The response must reproduce exactly every line of the material below holding the word "crate".

*** DATA LISTING Section Begins ***

/*
 * @Description  : 二维窗口几何（Window → Filter2d）的单元测试
 */

use crate::assert_err;
use crate::nn::nodes::raw_node::Filter2d;
use crate::nn::{Graph, GraphError, NodeShape, Window};

fn input(height: usize, width: usize) -> NodeShape {
    NodeShape::new(0, height, width)
}

#[test]
fn test_valid_window() -> Result<(), GraphError> {
    let filter = Filter2d::new("Test", input(5, 4), Window::valid(3, 2))?;
    assert_eq!(filter.stride, 1);
    assert_eq!(filter.padding, (0, 0));
    assert_eq!(filter.output, (3, 3));
    assert_eq!(filter.output_shape(20), NodeShape::new(20, 3, 3));
    Ok(())
}

#[test]
fn test_stride_window_derives_output_and_padding() -> Result<(), GraphError> {
    // (5 - 2 + 1) / 2 + 1 = 3；覆盖 2·2 + 2 = 6，比输入多1，居中时上/左填充为0
    let filter = Filter2d::new("Test", input(5, 4), Window::with_stride(2, 2, 2))?;
    assert_eq!(filter.output, (3, 2));
    assert_eq!(filter.padding, (0, 0));

    let filter = Filter2d::new("Test", input(7, 7), Window::with_stride(3, 3, 3))?;
    assert_eq!(filter.output, (3, 3));
    assert_eq!(filter.padding, (1, 1));
    Ok(())
}

#[test]
fn test_output_window_centers_padding() -> Result<(), GraphError> {
    let filter = Filter2d::new("Test", input(3, 3), Window::with_output(3, 3, 1, (3, 3)))?;
    assert_eq!(filter.padding, (1, 1));
    assert_eq!(filter.input_index(0, 0, 0, 0), None);
    assert_eq!(filter.input_index(0, 0, 1, 1), Some(0));
    assert_eq!(filter.input_index(2, 2, 2, 2), None);
    assert_eq!(filter.input_index(1, 2, 1, 1), Some(5));

    let mut visited = Vec::new();
    filter.for_each_in_window(0, 0, |i, j, index| visited.push((i, j, index)));
    assert_eq!(visited, vec![(1, 1, 0), (1, 2, 1), (2, 1, 3), (2, 2, 4)]);
    Ok(())
}

#[test]
fn test_explicit_window_is_kept() -> Result<(), GraphError> {
    let window = Window::explicit(2, 3, 2, (1, 0), (4, 1));
    assert_eq!(window.kernel(), (2, 3));
    let filter = Filter2d::new("Test", input(6, 3), window)?;
    assert_eq!(filter.kernel, (2, 3));
    assert_eq!(filter.stride, 2);
    assert_eq!(filter.padding, (1, 0));
    assert_eq!(filter.output, (4, 1));
    assert!(filter.check_windows_nonempty().is_ok());
    Ok(())
}

#[test]
fn test_invalid_windows() {
    assert_err!(
        Filter2d::new("Test", input(3, 3), Window::valid(0, 2)),
        GraphError::ShapeMismatch([3, 3], [0, 2], "Test的窗口必须非空且不能大于输入")
    );
    assert_err!(
        Filter2d::new("Test", input(3, 3), Window::valid(2, 4)),
        GraphError::ShapeMismatch([3, 3], [2, 4], "Test的窗口必须非空且不能大于输入")
    );
    assert_err!(
        Filter2d::new("Test", input(3, 3), Window::with_stride(2, 2, 0)),
        GraphError::PreconditionViolation("Test的步长必须≥1")
    );
    assert_err!(
        Filter2d::new("Test", input(3, 3), Window::explicit(2, 2, 1, (0, 0), (0, 2))),
        GraphError::PreconditionViolation("Test的输出尺寸必须≥1，实际为(0, 2)")
    );
    // 输出太小，窗口覆盖不了整个输入
    assert_err!(
        Filter2d::new("Test", input(5, 5), Window::with_output(2, 2, 1, (2, 2))),
        GraphError::PreconditionViolation(_)
    );
}

#[test]
fn test_degenerate_windows_reported_in_row_major_order() -> Result<(), GraphError> {
    let filter = Filter2d::new("Test", input(3, 3), Window::explicit(2, 2, 1, (0, 0), (5, 5)))?;
    assert_err!(
        filter.check_windows_nonempty(),
        GraphError::DegenerateWindow { row: 0, col: 3 }
    );
    let filter = Filter2d::new("Test", input(3, 3), Window::explicit(2, 2, 1, (0, 0), (4, 2)))?;
    assert_err!(
        filter.check_windows_nonempty(),
        GraphError::DegenerateWindow { row: 3, col: 0 }
    );
    Ok(())
}

#[test]
fn test_window_span_overflow_is_rejected() -> Result<(), GraphError> {
    assert_err!(
        Filter2d::new("Test", input(2, 2), Window::with_output(1, 1, usize::MAX, (2, 2))),
        GraphError::PreconditionViolation(msg) if msg.starts_with("Test的窗口覆盖范围超出可表示的范围")
    );
    // 由步长推导输出时，(4 - 2) 向上除以步长不再经过`+ stride - 1`
    assert_err!(
        Filter2d::new("Test", input(4, 4), Window::with_stride(2, 2, usize::MAX)),
        GraphError::PreconditionViolation(
            "Test的窗口覆盖范围超出可表示的范围：步长18446744073709551615，输出尺寸2，窗口尺寸2"
        )
    );
    assert_err!(
        Filter2d::new("Test", input(4, 4), Window::explicit(2, 2, usize::MAX, (0, 0), (2, 1))),
        GraphError::PreconditionViolation(
            "Test的窗口覆盖范围超出可表示的范围：步长18446744073709551615，输出尺寸2，窗口尺寸2"
        )
    );

    // 输出只有一个位置时，步长再大也不参与覆盖范围
    let filter = Filter2d::new("Test", input(3, 3), Window::with_stride(3, 3, usize::MAX))?;
    assert_eq!(filter.output, (1, 1));
    assert_eq!(filter.padding, (0, 0));

    let mut graph = Graph::new();
    let x = graph.new_leaf2(2, 2)?;
    assert_err!(
        graph.new_avg_pool2d(x, Window::with_output(1, 1, usize::MAX, (2, 2))),
        GraphError::PreconditionViolation(_)
    );
    assert_eq!(graph.nodes_count(), 1);
    Ok(())
}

*** DATA LISTING Section Ends ***

ANSWER SPACE:
use crate::assert_err;
use crate::nn::nodes::raw_node::Filter2d;
use crate::nn::{Graph, GraphError, NodeShape, Window};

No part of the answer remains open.